SS 2006 Preuß Texterschließung KLAUSUR: July 18, 2006 Staatsexamen 1959(!) text 12 (A)

                                                                             “When Britain first at Heaven's command
                                                                                        Arose from out the azure main …”,

         
[= the opening lines of Britain’s semi-official national anthem “Rule Britannia”, only  for your information, W.E.P.]

her guardian angels did not content themselves with merely singing a strain or so to celebrate the occasion. They took practical measures — or at any rate they perpetrated two practical jokes — whereby they ensured that Britain and her inhabitants should remain a sort of standing practical joke to the end of time. Everybody — even the British themselves — must have noticed the effect produced by this country upon the more staid and serious peoples of the European continent — and, indeed, of any continent: it is precisely that mixture of startled recoil, affronted dignity, nervous irritation, reluctant amusement, and apprehension about what is going to happen next which characterizes the person who has walked through a harmless-looking door and received a bucket of water on his head. There is something about the British which is felt to be unwelcoming, freakish and irresponsible; they are solemn on the outside and frivolous at heart, and behind their most decorous appearances there lurks a schoolboy grin; they are not unsuccessful in statesmanship, trade, or warfare, yet about their politics, economics and military organisation there is always an air of improvisation, as though they did not take the future seriously; above all, you never know where to have them, they do not fit handily into any pigeonhole.

from: Dorothy L. Sayers, The Gulf Stream and the Channel

SS 2006 Preuß Texterschließung KLAUSUR: July 18, 2006 Staatsexamen 1959(!) text 12 (B)*)

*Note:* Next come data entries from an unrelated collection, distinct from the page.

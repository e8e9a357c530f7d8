//! Event Handling
//!
//! Keyboard and event handling for lenscraft.

use crate::app::{App, Focus, LoginField, Mode, Page};
use crate::resource::{Confirmation, FormState};
use anyhow::Result;
use crossterm::event::{poll, read, Event, KeyCode, KeyEventKind, KeyModifiers};
use std::time::Duration;

/// Handle events, returns true if app should quit
pub fn handle_events(app: &mut App) -> Result<bool> {
    if poll(Duration::from_millis(100))? {
        if let Event::Key(key) = read()? {
            if key.kind != KeyEventKind::Press {
                return Ok(false);
            }
            return Ok(handle_key_event(app, key.code, key.modifiers));
        }
    }
    Ok(false)
}

pub fn handle_key_event(app: &mut App, code: KeyCode, modifiers: KeyModifiers) -> bool {
    // Global quit shortcut
    if code == KeyCode::Char('c') && modifiers.contains(KeyModifiers::CONTROL) {
        return true;
    }

    match app.mode {
        Mode::Login => handle_login_mode(app, code, modifiers),
        Mode::BookingRequest => handle_booking_request_mode(app, code, modifiers),
        Mode::Normal => handle_normal_mode(app, code, modifiers),
        Mode::Form => handle_form_mode(app, code, modifiers),
        Mode::Confirm => handle_confirm_mode(app, code),
        Mode::Warning => handle_warning_mode(app, code),
        Mode::Help => handle_help_mode(app, code),
        Mode::Notifications => handle_notifications_mode(app, code),
    }
}

fn handle_login_mode(app: &mut App, code: KeyCode, modifiers: KeyModifiers) -> bool {
    if code == KeyCode::Char('r') && modifiers.contains(KeyModifiers::CONTROL) {
        app.open_booking_request();
        return false;
    }

    let login = &mut app.login;
    match code {
        KeyCode::Esc => return true,
        KeyCode::Tab | KeyCode::BackTab | KeyCode::Down | KeyCode::Up => {
            login.field = match login.field {
                LoginField::Username => LoginField::Password,
                LoginField::Password => LoginField::Username,
            };
        },
        KeyCode::Enter => {
            if login.field == LoginField::Username && login.password.is_empty() {
                login.field = LoginField::Password;
            } else {
                app.submit_login();
            }
        },
        KeyCode::Backspace => {
            match login.field {
                LoginField::Username => login.username.pop(),
                LoginField::Password => login.password.pop(),
            };
        },
        KeyCode::Char(c) if !modifiers.contains(KeyModifiers::CONTROL) => {
            login.error = None;
            match login.field {
                LoginField::Username => login.username.push(c),
                LoginField::Password => login.password.push(c),
            }
        },
        _ => {},
    }
    false
}

fn handle_normal_mode(app: &mut App, code: KeyCode, modifiers: KeyModifiers) -> bool {
    match code {
        // Quit
        KeyCode::Char('q') => return true,

        // Navigation - vim style + accessible alternatives
        KeyCode::Char('j') | KeyCode::Down => app.next(),
        KeyCode::Char('k') | KeyCode::Up => app.previous(),
        KeyCode::Home | KeyCode::Char('g') => app.go_to_top(),
        KeyCode::End | KeyCode::Char('G') => app.go_to_bottom(),
        KeyCode::PageDown => app.page_down(10),
        KeyCode::PageUp => app.page_up(10),
        KeyCode::Char('d') if modifiers.contains(KeyModifiers::CONTROL) => app.page_down(10),
        KeyCode::Char('u') if modifiers.contains(KeyModifiers::CONTROL) => app.page_up(10),

        KeyCode::Tab | KeyCode::BackTab => app.toggle_focus(),
        KeyCode::Left | KeyCode::Char('h') => app.focus = Focus::Sidebar,
        KeyCode::Right | KeyCode::Char('l') => app.toggle_focus_to_content(),

        // Jump straight to a page
        KeyCode::Char(c @ '1'..='8') => {
            let idx = (c as u8 - b'1') as usize;
            if let Some(page) = Page::ALL.get(idx) {
                app.select_page(*page);
            }
        },

        KeyCode::Enter => match app.focus {
            Focus::Sidebar => app.activate_sidebar(),
            Focus::Content => app.open_edit_form(),
        },

        // Record operations
        KeyCode::Char('a') => app.open_create_form(),
        KeyCode::Char('e') => app.open_edit_form(),
        KeyCode::Char('d') | KeyCode::Delete => {
            if app.focus == Focus::Content {
                app.request_delete();
            }
        },

        // Refresh
        KeyCode::Char('R') => app.refresh_current(),

        KeyCode::Char('n') => app.enter_notifications_mode(),
        KeyCode::Char('?') => app.enter_help_mode(),
        KeyCode::Char('L') => app.logout(),

        _ => {},
    }
    false
}

fn handle_form_mode(app: &mut App, code: KeyCode, modifiers: KeyModifiers) -> bool {
    let Some(form) = app.form.as_mut() else {
        app.exit_mode();
        return false;
    };

    match code {
        KeyCode::Esc => app.cancel_form(),
        KeyCode::Enter => app.submit_form(),
        _ => edit_form(form, code, modifiers),
    }
    false
}

fn handle_booking_request_mode(app: &mut App, code: KeyCode, modifiers: KeyModifiers) -> bool {
    let Some(request) = app.booking_request.as_mut() else {
        app.close_booking_request();
        return false;
    };

    // Read-only once sent
    let sent = request.confirmation.is_some();

    match code {
        KeyCode::Esc => app.close_booking_request(),
        KeyCode::Enter => app.submit_booking_request(),
        _ if sent => {},
        _ => edit_form(&mut request.form, code, modifiers),
    }
    false
}

/// Keys shared by every field-based form
fn edit_form(form: &mut FormState, code: KeyCode, modifiers: KeyModifiers) {
    match code {
        KeyCode::Tab | KeyCode::Down => form.next_field(),
        KeyCode::BackTab | KeyCode::Up => form.previous_field(),
        KeyCode::Left => form.cycle_option(false),
        KeyCode::Right => form.cycle_option(true),
        KeyCode::Backspace => form.backspace(),
        KeyCode::Char('u') if modifiers.contains(KeyModifiers::CONTROL) => form.clear_field(),
        KeyCode::Char(c) if !modifiers.contains(KeyModifiers::CONTROL) => form.input_char(c),
        _ => {},
    }
}

fn handle_confirm_mode(app: &mut App, code: KeyCode) -> bool {
    match code {
        KeyCode::Esc | KeyCode::Char('n') | KeyCode::Char('N') => {
            app.resolve_confirm(Confirmation::Declined);
        },
        KeyCode::Left | KeyCode::Char('h') => {
            if let Some(ref mut pending) = app.pending_action {
                pending.selected_yes = true;
            }
        },
        KeyCode::Right | KeyCode::Char('l') => {
            if let Some(ref mut pending) = app.pending_action {
                pending.selected_yes = false;
            }
        },
        KeyCode::Char('y') | KeyCode::Char('Y') => {
            app.resolve_confirm(Confirmation::Confirmed);
        },
        KeyCode::Enter => {
            let confirmed = app
                .pending_action
                .as_ref()
                .is_some_and(|pending| pending.selected_yes);
            app.resolve_confirm(if confirmed {
                Confirmation::Confirmed
            } else {
                Confirmation::Declined
            });
        },
        _ => {},
    }
    false
}

fn handle_warning_mode(app: &mut App, code: KeyCode) -> bool {
    if matches!(code, KeyCode::Esc | KeyCode::Enter) {
        app.exit_mode();
    }
    false
}

fn handle_help_mode(app: &mut App, code: KeyCode) -> bool {
    if matches!(
        code,
        KeyCode::Esc | KeyCode::Char('q') | KeyCode::Char('?') | KeyCode::Enter
    ) {
        app.exit_mode();
    }
    false
}

fn handle_notifications_mode(app: &mut App, code: KeyCode) -> bool {
    match code {
        KeyCode::Esc | KeyCode::Char('q') | KeyCode::Char('n') => app.exit_mode(),
        KeyCode::Char('j') | KeyCode::Down => app.next(),
        KeyCode::Char('k') | KeyCode::Up => app.previous(),
        KeyCode::Char('c') => {
            app.notification_manager.clear();
            app.notifications_selected = 0;
        },
        _ => {},
    }
    false
}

When Neptune shouldered Britain out of the sea, he did make a neat engineering job of it. Characteristically, Britain came up with one edge thick and hard and the other soft and thin like a slice of wedding-cake. The guardian angels, observing that her more vulnerable side was precisely that which lay nearer to Europe and was consequently the more open to attack, did their best to square matters up. They arranged that the 22 miles separating the Kentish coast from the mainland should be filled with a stretch of water so disagreeable that, without very weighty reasons indeed, nobody in his senses would have any stomach for crossing it. So far, so good; a sensible, but dull precaution. If nobody even attempted to cross the Narrow Seas, where would be the fun? The island must be made desirable — then indeed the joke of making it so near yet inaccessible would acquire a rich flavour. With coal and iron it was already well stocked; but make it also fertile, and there it would hang, a veritable fruit of Tantalus, bobbing at the mouth of hungry adventurers. The latitude in which the place stood was unfavourable; but the celestial resources were not exhausted. The guardian angels, with a chuckle, turned on the hot-water tap off the distant shores of Panama and released the Gulf Stream into the English Channel. By those two geographical jokes — the Gulf Stream and the Channel — everything that appears remarkable in the temperament and history of the British can be sensibly and satisfactorily accounted for.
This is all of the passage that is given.